Adia Lab Causal Discovery Challenge - 1st Place Solution

In this competition, participants were asked the following question: given observations of some variables, can we correctly classify each variable according to its relationship with the treatment $X$ and the outcome $Y$?

Data and classes — Fig. 1 Observational data and possible classes of variable 1

To train models, participants had access to 25,380 pairs of observational data and their corresponding causal graph. For each pair, the number of observations was fixed to 1,000 but the number of variables ranged from 3 to 10 (treatment $X$ and outcome $Y$ included). More information about the dataset can be found on the CrunchDAO website.

Submissions were ranked by computing the balanced accuracy (the average of recall obtained on each class). The solution presented below clinched the top spot achieving 76.7% on the private leaderboard.

Solution Overview

The solution is directly inspired by graph neural networks. Here, each variable is seen as a node of a fully connected bidirectional graph. The model receives data from a single graph at a time. It uses convolutions and self-attention to extract features for every edge. Those features are then used to classify each node into one of the 8 possible categories.

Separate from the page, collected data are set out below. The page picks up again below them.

//! Game state and core simulation types
//!
//! `Simulation` is the single context every update call works on. It owns the
//! ball, both rackets, the score, the trivia controller and the seeded RNG,
//! so a fresh one can be built per test and replayed deterministically.

use glam::Vec3;
use rand::SeedableRng;
use rand_pcg::Pcg32;
use serde::Serialize;

use super::score::Score;
use super::stats::MatchStats;
use super::trivia::{AnswerResult, TriviaController};
use crate::consts::*;
use crate::error::SetupError;
use crate::questions::QuestionBank;
use crate::tuning::Tuning;

/// Current phase of play. Exactly one is active at a time.
#[derive(Debug, Clone, Copy, PartialEq, Eq, Serialize)]
#[serde(rename_all = "SCREAMING_SNAKE_CASE")]
pub enum GameState {
    /// Title screen, waiting for start input
    Title,
    /// Short pause before the server launches the ball
    Serving,
    /// Ball travelling toward the CPU
    BallToCpu,
    /// Ball travelling toward the player
    BallToPlayer,
    /// Physics frozen, trivia question on screen
    QuestionTime,
    /// Point decided, brief frozen pause
    PointScored,
    /// Match decided
    GameOver,
}

impl GameState {
    pub fn as_str(&self) -> &'static str {
        match self {
            GameState::Title => "TITLE",
            GameState::Serving => "SERVING",
            GameState::BallToCpu => "BALL_TO_CPU",
            GameState::BallToPlayer => "BALL_TO_PLAYER",
            GameState::QuestionTime => "QUESTION_TIME",
            GameState::PointScored => "POINT_SCORED",
            GameState::GameOver => "GAME_OVER",
        }
    }

    /// Ball in play
    pub fn is_rally(&self) -> bool {
        matches!(self, GameState::BallToCpu | GameState::BallToPlayer)
    }

    /// Rally state for a ball heading to `receiver`
    pub fn toward(receiver: Side) -> Self {
        match receiver {
            Side::Player => GameState::BallToPlayer,
            Side::Cpu => GameState::BallToCpu,
        }
    }
}

/// One of the two competitors
#[derive(Debug, Clone, Copy, PartialEq, Eq, Hash, Serialize)]
#[serde(rename_all = "lowercase")]
pub enum Side {
    Player,
    Cpu,
}

impl Side {
    pub fn other(self) -> Self {
        match self {
            Side::Player => Side::Cpu,
            Side::Cpu => Side::Player,
        }
    }

    /// x of this side's racket plane
    pub fn racket_x(self) -> f32 {
        match self {
            Side::Player => PLAYER_RACKET_X,
            Side::Cpu => CPU_RACKET_X,
        }
    }

    /// Sign of x velocity for a ball travelling toward this side
    pub fn incoming_sign(self) -> f32 {
        match self {
            Side::Player => -1.0,
            Side::Cpu => 1.0,
        }
    }
}

/// The ball. x runs along the court, y across it, z is height.
#[derive(Debug, Clone, Serialize)]
pub struct Ball {
    pub pos: Vec3,
    pub vel: Vec3,
    /// Side that last struck the ball
    pub hitter: Side,
    /// Bounces since the last strike
    pub bounces: u8,
    /// Returns in the current rally (serve excluded)
    pub returns: u32,
}

impl Ball {
    pub fn new() -> Self {
        Self {
            pos: Vec3::new(PLAYER_RACKET_X, COURT_WIDTH / 2.0, SERVE_HEIGHT),
            vel: Vec3::ZERO,
            hitter: Side::Player,
            bounces: 0,
            returns: 0,
        }
    }

    /// Park the ball on the server's racket
    pub fn reset_for_serve(&mut self, server: Side, racket_y: f32) {
        self.pos = Vec3::new(server.racket_x(), racket_y, SERVE_HEIGHT);
        self.vel = Vec3::ZERO;
        self.hitter = server;
        self.bounces = 0;
        self.returns = 0;
    }

    /// Side the ball is travelling toward
    pub fn receiver(&self) -> Side {
        self.hitter.other()
    }
}

impl Default for Ball {
    fn default() -> Self {
        Self::new()
    }
}

/// A racket. It slides across the court on its side's hit plane.
#[derive(Debug, Clone, Copy, Serialize)]
pub struct Racket {
    pub side: Side,
    pub y: f32,
}

impl Racket {
    pub fn new(side: Side) -> Self {
        Self {
            side,
            y: COURT_WIDTH / 2.0,
        }
    }

    pub fn x(&self) -> f32 {
        self.side.racket_x()
    }

    pub fn recenter(&mut self) {
        self.y = COURT_WIDTH / 2.0;
    }

    /// Whether a ball at lateral position `y` and height `z` is within reach
    pub fn reaches(&self, y: f32, z: f32) -> bool {
        (y - self.y).abs() <= RACKET_REACH && z <= RACKET_REACH_HEIGHT
    }
}

/// Why a point ended
#[derive(Debug, Clone, Copy, PartialEq, Eq, Serialize)]
#[serde(rename_all = "camelCase")]
pub enum PointReason {
    /// Shot failed to clear the net
    Net,
    /// Shot landed outside the receiver's court
    Out,
    /// Receiver let a good ball get past
    Missed,
    /// Ball bounced twice before the receiver struck it
    DoubleBounce,
    /// Decided by a trivia answer
    Trivia(AnswerResult),
}

/// Last decided point, kept for the scoreboard
#[derive(Debug, Clone, Copy, PartialEq, Eq, Serialize)]
pub struct PointRecord {
    pub winner: Side,
    pub reason: PointReason,
}

/// Outcome of the last resolved question, kept for on-screen feedback
#[derive(Debug, Clone, Copy, PartialEq, Eq, Serialize)]
#[serde(rename_all = "camelCase")]
pub struct AnswerReveal {
    pub question_index: usize,
    pub selected: Option<usize>,
    pub correct_index: usize,
    /// Text of the correct choice, revealed once resolved
    pub correct_text: &'static str,
    pub result: AnswerResult,
}

/// Complete simulation context
#[derive(Debug, Clone)]
pub struct Simulation {
    /// Run seed for reproducibility
    pub seed: u64,
    pub tuning: Tuning,
    pub bank: QuestionBank,
    pub state: GameState,
    pub ball: Ball,
    pub player: Racket,
    pub cpu: Racket,
    /// Latest player racket position written by the input layer
    pub player_target: f32,
    pub score: Score,
    pub trivia: TriviaController,
    pub stats: MatchStats,
    /// Seconds left in a timed phase (Serving, PointScored)
    pub phase_timer: f32,
    pub last_point: Option<PointRecord>,
    pub last_answer: Option<AnswerReveal>,
    /// Simulation tick counter
    pub time_ticks: u64,
    /// Score the first match opens from (set by `with_score`)
    opening_score: Option<Score>,
    pub(crate) rng: Pcg32,
}

impl Simulation {
    /// Create a simulation at the title screen
    pub fn new(seed: u64, tuning: Tuning, bank: QuestionBank) -> Result<Self, SetupError> {
        tuning.validate()?;
        let mut rng = Pcg32::seed_from_u64(seed);
        let trivia = TriviaController::new(bank.len(), &mut rng);

        Ok(Self {
            seed,
            tuning,
            bank,
            state: GameState::Title,
            ball: Ball::new(),
            player: Racket::new(Side::Player),
            cpu: Racket::new(Side::Cpu),
            player_target: COURT_WIDTH / 2.0,
            score: Score::default(),
            trivia,
            stats: MatchStats::default(),
            phase_timer: 0.0,
            last_point: None,
            last_answer: None,
            time_ticks: 0,
            opening_score: None,
            rng,
        })
    }

    /// Default tuning and the built-in question bank
    pub fn with_builtin_bank(seed: u64) -> Result<Self, SetupError> {
        Self::new(seed, Tuning::default(), QuestionBank::builtin()?)
    }

    /// Create a simulation that resumes from a given score
    pub fn with_score(
        seed: u64,
        tuning: Tuning,
        bank: QuestionBank,
        score: Score,
    ) -> Result<Self, SetupError> {
        score.validate()?;
        let mut sim = Self::new(seed, tuning, bank)?;
        sim.score = score.clone();
        sim.opening_score = Some(score);
        Ok(sim)
    }

    /// Input slot: desired lateral position of the player's racket
    pub fn set_player_target(&mut self, y: f32) {
        if y.is_finite() {
            self.player_target = crate::clamp_lateral(y);
        }
    }

    /// Leave the title screen and begin the first serve. The first match
    /// opens from the `with_score` score, later ones from love all.
    pub fn start(&mut self) {
        if self.state != GameState::Title {
            return;
        }
        self.score = self.opening_score.take().unwrap_or_default();
        self.stats = MatchStats::default();
        self.last_point = None;
        self.last_answer = None;
        self.begin_serve();
        log::info!("Match started (seed {})", self.seed);
    }

    /// Return to the title screen after a finished match
    pub fn restart(&mut self) {
        if self.state != GameState::GameOver {
            return;
        }
        self.state = GameState::Title;
        self.score = Score::default();
        self.stats = MatchStats::default();
        self.last_point = None;
        self.last_answer = None;
        self.trivia.abandon();
        self.ball = Ball::new();
        self.cpu.recenter();
        log::info!("Back to title");
    }

    /// Enter SERVING: rackets repositioned, ball parked on the server
    pub(crate) fn begin_serve(&mut self) {
        self.state = GameState::Serving;
        self.phase_timer = SERVE_DELAY;
        self.cpu.recenter();
        let server = self.score.server;
        let racket_y = self.racket(server).y;
        self.ball.reset_for_serve(server, racket_y);
    }

    pub fn racket(&self, side: Side) -> &Racket {
        match side {
            Side::Player => &self.player,
            Side::Cpu => &self.cpu,
        }
    }

    /// Winner once the match is decided
    pub fn winner(&self) -> Option<Side> {
        self.score.match_winner()
    }
}
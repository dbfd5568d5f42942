//! Tennis Trivia - a tennis rally arcade game with trivia interrupts
//!
//! Core modules:
//! - `sim`: Deterministic simulation (rally physics, CPU, scoring, trivia, state machine)
//! - `questions`: Fixed in-memory question bank and shuffled draw order
//! - `tuning`: Validated gameplay tunables
//! - `game_loop`: Fixed-timestep driver turning frame time into ticks
//! - `web`: Browser bindings (wasm32 only)

pub mod error;
pub mod game_loop;
pub mod questions;
pub mod sim;
pub mod tuning;

#[cfg(target_arch = "wasm32")]
pub mod web;

pub use error::{BankError, ScoreError, SetupError, TuningError};
pub use game_loop::GameLoop;
pub use questions::{Category, Question, QuestionBank};
pub use tuning::Tuning;

/// Game configuration constants
pub mod consts {
    /// Fixed simulation timestep (120 Hz for smooth physics)
    pub const SIM_DT: f32 = 1.0 / 120.0;
    /// Maximum substeps per frame to prevent spiral of death
    pub const MAX_SUBSTEPS: u32 = 8;
    /// Longest frame the loop will account for (tab switches, stalls)
    pub const MAX_FRAME_DT: f32 = 0.1;

    /// Canvas dimensions: court panel 800 + scoreboard panel 260
    pub const CANVAS_WIDTH: u32 = 1060;
    pub const CANVAS_HEIGHT: u32 = 600;
    pub const COURT_PANEL_WIDTH: f32 = 800.0;

    /// Court geometry in court units. x runs from the player's baseline (0)
    /// to the CPU's baseline, y across the court, z is height above ground.
    pub const COURT_LENGTH: f32 = 640.0;
    pub const COURT_WIDTH: f32 = 300.0;
    pub const NET_X: f32 = COURT_LENGTH / 2.0;
    pub const NET_HEIGHT: f32 = 14.0;

    /// Racket hit planes sit just behind each baseline
    pub const PLAYER_RACKET_X: f32 = -30.0;
    pub const CPU_RACKET_X: f32 = COURT_LENGTH + 30.0;
    /// Lateral half-reach of a racket
    pub const RACKET_REACH: f32 = 30.0;
    /// Highest ball a racket can still play
    pub const RACKET_REACH_HEIGHT: f32 = 110.0;
    /// How far past a racket plane the ball travels before it is dead
    pub const RUNOFF: f32 = 60.0;
    /// Lateral margin rackets may move outside the sidelines
    pub const RACKET_MARGIN: f32 = 40.0;

    /// Ball defaults
    pub const BALL_RADIUS: f32 = 6.0;
    pub const GRAVITY: f32 = 600.0;
    /// Fraction of vertical speed kept on a bounce
    pub const RESTITUTION: f32 = 0.65;
    /// Serve height above the court
    pub const SERVE_HEIGHT: f32 = 60.0;

    /// Phase timings (seconds)
    pub const SERVE_DELAY: f32 = 0.8;
    pub const POINT_PAUSE: f32 = 1.2;
    pub const QUESTION_EASE_IN: f32 = 0.5;

    /// Default tunables
    pub const BALL_BASE_SPEED: f32 = 420.0;
    pub const QUESTION_CHANCE: f32 = 0.25;
    pub const SLOW_MOTION_FACTOR: f32 = 0.3;
    pub const CPU_SKILL: f32 = 0.7;
    pub const QUESTION_TIME_LIMIT: f32 = 10.0;

    /// CPU racket speed at full skill (court units per second)
    pub const CPU_MAX_SPEED: f32 = 480.0;
    /// Largest lateral aiming error at zero skill
    pub const CPU_MAX_ERROR: f32 = 45.0;

    /// Perspective projection of the court onto the court panel
    pub const SCREEN_NEAR_Y: f32 = 540.0;
    pub const SCREEN_FAR_Y: f32 = 300.0;
    pub const FAR_SCALE: f32 = 0.6;

    /// Presentation colors
    pub const COURT_COLOR: &str = "#2f7d4a";
    pub const LINE_COLOR: &str = "#f4f4f4";
    pub const NET_COLOR: &str = "#d8d8d8";
    pub const BALL_COLOR: &str = "#e3f542";
    pub const PLAYER_COLOR: &str = "#3b82f6";
    pub const CPU_COLOR: &str = "#ef4444";
    pub const SCOREBOARD_COLOR: &str = "#1b1f2a";
}

/// Move `current` toward `target` by at most `max_delta`
#[inline]
pub fn approach(current: f32, target: f32, max_delta: f32) -> f32 {
    let delta = (target - current).clamp(-max_delta, max_delta);
    current + delta
}

/// Clamp a lateral racket position to the playable strip
#[inline]
pub fn clamp_lateral(y: f32) -> f32 {
    use consts::{COURT_WIDTH, RACKET_MARGIN};
    y.clamp(-RACKET_MARGIN, COURT_WIDTH + RACKET_MARGIN)
}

The model — Fig. 2 An overview of the model (p is the number of nodes and b the number of edges)

Data Preprocessing

The observational data are turned into a set of edge data. A simple way to represent an edge $u \rightarrow v$ is by constructing a two-channel tensor: one channel holding the 1,000 observations of node $u$ and the other channel holding the observations of node $v$. Observations would be sorted according to the values taken by $u$. It turned out that just using raw values led to suboptimal results. Consequently, an extra channel holding the coefficients of a multivariate kernel regression was added.

a fully connected graph — Fig. 3 A fully connected, bidirectional graph with data for edge 3 → Y

The multivariate kernel regression finds a set of coefficients $c$ such that $$u_{i, j} \approx c_{i, 0} + \sum_{k = 1, k \ne j}^{p} c_{i, k \rightarrow j} u_{i, k}$$ where $p$ is the number of nodes and $u_{i, k}$ is the value of node $u_k$ taken at the $i$-th observation. The coeficients are found by computing the solution to a weighted local linear regression. The goal is to minimize: $$\sum_{l=1}^{n} w(u_{i, :}, u_{l, :}) \left( u_{l, j} - c_{i, 0} - \sum_{k = 1, k \ne j}^{p} c_{i, k \rightarrow j} u_{l, k} \right) ^2$$

where the weight function $w$ derives from a gaussian kernel.

Data transformation — Fig. 4 An example of data transformed for edge u → v

Finally, each set of observational data with $p$ variables is transformed into a 3d tensor:

the first dimension has size $p \times (p-1)$ (the number of directed edges)
the second dimension has size 3 (the number of channels)
the last dimension has size 1000 (the number of observations)

In addition to the previous tensor, the model also receives a tensor of size $p \times (p-1)$ which holds integers identifying the type of edge. The type of an edge $u \rightarrow v$ is one of the following:

$u$ is $X$ (the treatment) but $v$ is not $Y$ (the outcome)
$u$ is $X$ and $v$ is $Y$
$u$ is $Y$ but $v$ is not $X$
$u$ is $Y$ and $v$ is $X$
$u$ is neither $X$ nor $Y$ but $v$ is $X$
$u$ is neither $X$ nor $Y$ but $v$ is $Y$
none of the above

Model Architecture

The model receives edge data and performs the following steps:

a stem layer increases the number of channels to 64 (with a simple linear transformation)
edge features are extracted using a stack of 5 residual convolutional blocks
a pooling operation outputs a 64-dimensional embedding for each edge
the edge embeddings are merged with the edge type embeddings and go through a stack of 2 self-attention layers (outputting refined edge embeddings)

Finally, the edge embeddings are given to 2 classification heads:

the first classification head retrieves the adjacency matrix (but is only used at training)
for each node $u$ different from $X$ and $Y$, the second classification head merges embeddings from edges $u \rightarrow X$, $u \rightarrow Y$, $X \rightarrow u$ and $Y \rightarrow u$ in order to perform node classification

Convolutional Block

Each convolutional block is a 1d convolution followed by Group Normalization and GELU activation, with residual connection.

There is a stack of 5 convolutional blocks. After the convolutions, an average pooling is performed to generate a 64-dimensional embedding for each edge.

Merge Operator

The merge operator concatenates a list of inputs on their channel dimension. Then, it reduces the number of channels back to the model dimension (64). A Layer Normalization is applied, followed by GELU activation.

Edge Classification

This classification head retrieves the adjacency matrix but is only used at training. A linear layer reduces the edge embeddings to 2 channels.

Node Classification

First, edge embeddings are merged to generate node embeddings (via the Merge operator). For node $u$, embeddings from edges $u \rightarrow X$, $u \rightarrow Y$, $X \rightarrow u$ and $Y \rightarrow u$ are gathered. A linear layer transforms the node embeddings into 8 channels (i.e. the number of classes).

Gathering edges — Fig. 7 The gathering of edge embeddings for node 1.

About Training

During the training process, the learning rate is reduced following a cosine annealing schedule. The selected optimizer was AdamW. The final loss is the sum of 2 losses:

the cross entropy loss computed on the binary edge classification task
the cross entropy loss computed on the node classification task

In each case, the loss is weighted by the inverse frequency of each class.